My good friend and old colleague Gregory Vogel sent me an interesting e-mail this afternoon. Greg is currently doing a post-doc at the Center for American Archeology in Kampsville, Illinois. At any rate, he tells us that a recent organizational meeting ended with a surprising mortuary ritual.

James B. Griffin (pictured above during his 1930s work in the Lower Mississippi Valley) was one of the most influential archaeologists of the United States during the 20th century. He had a five-decade-long tenure in the University of Michigan Department of Anthropology, and acted as the director of the Museum of Anthropology. He had over 260 publications including such landmark works as Archeology of Eastern United States (AKA “the Green Bible”), and Archaeological Survey in the Lower Mississippi Alluvial Valley, 1940-1947 (AKA “P, F & G” as it was, of course, co-authored Phillip Phillips and James Ford).
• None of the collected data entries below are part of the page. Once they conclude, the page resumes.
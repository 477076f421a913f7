//! Per-context association tables

use super::lift;
use crate::schema::{SPACE_TYPE_CLASSROOM, SPACE_TYPE_LAB};
use campus_core::{AssociationStore, ResourceId, TagContext, TagId, TagResult};
use chrono::Utc;
use rusqlite::{params, Connection};

/// Join table holding the resource links of one context
#[derive(Debug, Clone, Copy, PartialEq, Eq)]
pub struct AssociationTable {
    pub context: &'static str,
    pub table: &'static str,
    pub resource_column: &'static str,
    /// Only links to spaces of this `space_type` belong to the context
    pub space_type: Option<i64>,
}

impl AssociationTable {
    pub const POSTS: Self = Self {
        context: "posts",
        table: "post_tag",
        resource_column: "post_id",
        space_type: None,
    };
    pub const LABS: Self = Self {
        context: "labs",
        table: "space_tag",
        resource_column: "space_id",
        space_type: Some(SPACE_TYPE_LAB),
    };
    pub const CLASSROOMS: Self = Self {
        context: "classrooms",
        table: "space_tag",
        resource_column: "space_id",
        space_type: Some(SPACE_TYPE_CLASSROOM),
    };
    pub const SPACES: Self = Self {
        context: "spaces",
        table: "space_tag",
        resource_column: "space_id",
        space_type: None,
    };
    pub const PROJECTS: Self = Self {
        context: "projects",
        table: "project_tag",
        resource_column: "project_id",
        space_type: None,
    };

    pub const ALL: [Self; 5] = [
        Self::POSTS,
        Self::LABS,
        Self::CLASSROOMS,
        Self::SPACES,
        Self::PROJECTS,
    ];

    /// `None` for contexts whose resources carry no tags
    pub fn for_context(context: &TagContext) -> Option<Self> {
        Self::ALL
            .into_iter()
            .find(|table| table.context == context.as_str())
    }

    /// Join restricting rows aliased `a` to spaces of this context's type
    fn space_join(&self) -> String {
        match self.space_type {
            Some(space_type) => format!(
                " JOIN spaces s ON s.id = a.{} AND s.space_type = {}",
                self.resource_column, space_type
            ),
            None => String::new(),
        }
    }

    /// Correlated subquery counting links of the tag aliased `t`
    pub(crate) fn usage_sql(&self) -> String {
        format!(
            "(SELECT COUNT(*) FROM {} a{} WHERE a.tag_id = t.id)",
            self.table,
            self.space_join()
        )
    }

    /// Every `(resource, tag)` pair of the context
    pub(crate) fn links_sql(&self) -> String {
        format!(
            "SELECT a.{col}, a.tag_id FROM {table} a{join} ORDER BY a.{col}, a.tag_id",
            col = self.resource_column,
            table = self.table,
            join = self.space_join(),
        )
    }

    fn resources_sql(&self) -> String {
        format!(
            "SELECT a.{col} FROM {table} a{join} WHERE a.tag_id = ?1 ORDER BY a.{col}",
            col = self.resource_column,
            table = self.table,
            join = self.space_join(),
        )
    }
}

/// [`AssociationStore`] over one [`AssociationTable`]
pub struct SqliteAssociations<'a> {
    conn: &'a Connection,
    table: AssociationTable,
}

impl<'a> SqliteAssociations<'a> {
    pub fn new(conn: &'a Connection, table: AssociationTable) -> Self {
        Self { conn, table }
    }
}

impl AssociationStore for SqliteAssociations<'_> {
    fn resources_for_tag(&self, tag_id: TagId) -> TagResult<Vec<ResourceId>> {
        lift(query_ids(self.conn, &self.table.resources_sql(), tag_id))
    }

    fn attach(&mut self, resource_id: ResourceId, tag_id: TagId) -> TagResult<bool> {
        let sql = format!(
            "INSERT INTO {table} ({col}, tag_id, created_at) VALUES (?1, ?2, ?3)
             ON CONFLICT({col}, tag_id) DO NOTHING",
            col = self.table.resource_column,
            table = self.table.table,
        );

        let inserted = lift(self.conn.execute(
            &sql,
            params![resource_id.0, tag_id.0, Utc::now().to_rfc3339()],
        ))?;
        Ok(inserted > 0)
    }

    fn detach(&mut self, resource_id: ResourceId, tag_id: TagId) -> TagResult<bool> {
        let sql = format!(
            "DELETE FROM {table} WHERE {col} = ?1 AND tag_id = ?2",
            col = self.table.resource_column,
            table = self.table.table,
        );

        let removed = lift(self.conn.execute(&sql, params![resource_id.0, tag_id.0]))?;
        Ok(removed > 0)
    }

    fn detach_tag(&mut self, tag_id: TagId) -> TagResult<usize> {
        let sql = format!("DELETE FROM {} WHERE tag_id = ?1", self.table.table);
        lift(self.conn.execute(&sql, [tag_id.0]))
    }
}

fn query_ids(conn: &Connection, sql: &str, tag_id: TagId) -> rusqlite::Result<Vec<ResourceId>> {
    let mut stmt = conn.prepare(sql)?;
    let ids = stmt
        .query_map([tag_id.0], |row| row.get::<_, i64>(0))?
        .map(|id| id.map(ResourceId))
        .collect::<rusqlite::Result<Vec<_>>>()?;
    Ok(ids)
}

#[cfg(test)]
mod tests {
    use super::*;
    use crate::schema::apply_migrations;

    fn setup() -> Connection {
        let conn = Connection::open_in_memory().unwrap();
        apply_migrations(&conn).unwrap();
        conn.execute_batch(
            "INSERT INTO tags (id, context, name, name_key, slug, created_at, updated_at)
                VALUES (1, 'labs', 'Vision', 'vision', 'vision', '', ''),
                       (2, 'labs', 'CV', 'cv', 'cv', '', '');
             INSERT INTO spaces (id, name, space_type)
                VALUES (10, 'Vision Lab', 1), (20, 'Room 101', 2);
             INSERT INTO space_tag (space_id, tag_id, created_at)
                VALUES (10, 1, ''), (20, 1, '');",
        )
        .unwrap();
        conn
    }

    #[test]
    fn test_for_context() {
        assert_eq!(
            AssociationTable::for_context(&TagContext::POSTS),
            Some(AssociationTable::POSTS)
        );
        assert_eq!(
            AssociationTable::for_context(&TagContext::CLASSROOMS).map(|t| t.table),
            Some("space_tag")
        );
        assert_eq!(AssociationTable::for_context(&TagContext::ATTACHMENTS), None);
        assert_eq!(AssociationTable::for_context(&TagContext::PROGRAMS), None);
    }

    #[test]
    fn test_space_type_filter() {
        let conn = setup();

        let labs = SqliteAssociations::new(&conn, AssociationTable::LABS);
        assert_eq!(labs.resources_for_tag(TagId(1)).unwrap(), vec![ResourceId(10)]);

        let spaces = SqliteAssociations::new(&conn, AssociationTable::SPACES);
        assert_eq!(
            spaces.resources_for_tag(TagId(1)).unwrap(),
            vec![ResourceId(10), ResourceId(20)]
        );
    }

    #[test]
    fn test_attach_is_idempotent() {
        let conn = setup();
        let mut labs = SqliteAssociations::new(&conn, AssociationTable::LABS);

        assert!(labs.attach(ResourceId(10), TagId(2)).unwrap());
        assert!(!labs.attach(ResourceId(10), TagId(2)).unwrap());
        assert!(labs.detach(ResourceId(10), TagId(2)).unwrap());
        assert!(!labs.detach(ResourceId(10), TagId(2)).unwrap());
    }

    #[test]
    fn test_detach_tag_ignores_space_type() {
        let conn = setup();
        let mut labs = SqliteAssociations::new(&conn, AssociationTable::LABS);

        assert_eq!(labs.detach_tag(TagId(1)).unwrap(), 2);

        let spaces = SqliteAssociations::new(&conn, AssociationTable::SPACES);
        assert!(spaces.resources_for_tag(TagId(1)).unwrap().is_empty());
    }
}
Griffin died in 1997 and Greg now tells me that he was cremated, and it was his wish that the ashes be split, with half of them scattered in the Illinois River Valley (Greg didn’t know what happened to the other half of the secondary burial). Jane Buikstra, the Leslie Spier Distinguished Professor of Anthropology at the University of New Mexico and a bioarchaeologist certainly accustomed to dealing with chiefly burials, ended up with the Illinois Valley portion of “Jimmy.” Before now, Vogel tells us, she hadn’t found an appropriate occasion to broadcast the remains.
Below is a snippet from Greg’s e-mail:
Many of the people attending this meeting knew Griffin, so they went out in a pontoon boat (see attached picture), motored a few miles above Kampsville until they were opposite the Kamp Mound Group, and decanted the remains into the river from a reconstructed Elizabeth Mounds Site bowl. In attendance on the boat were Jane Buikstra, Jim Brown, David Ash, Nancy Ash Sidell, Gail Anderson, John Doershuk, Bonnie Styles, Rochelle Lurie, Sarah Neusius, and Mike Wiant. A touching final ceremony for Jimmy Griffin.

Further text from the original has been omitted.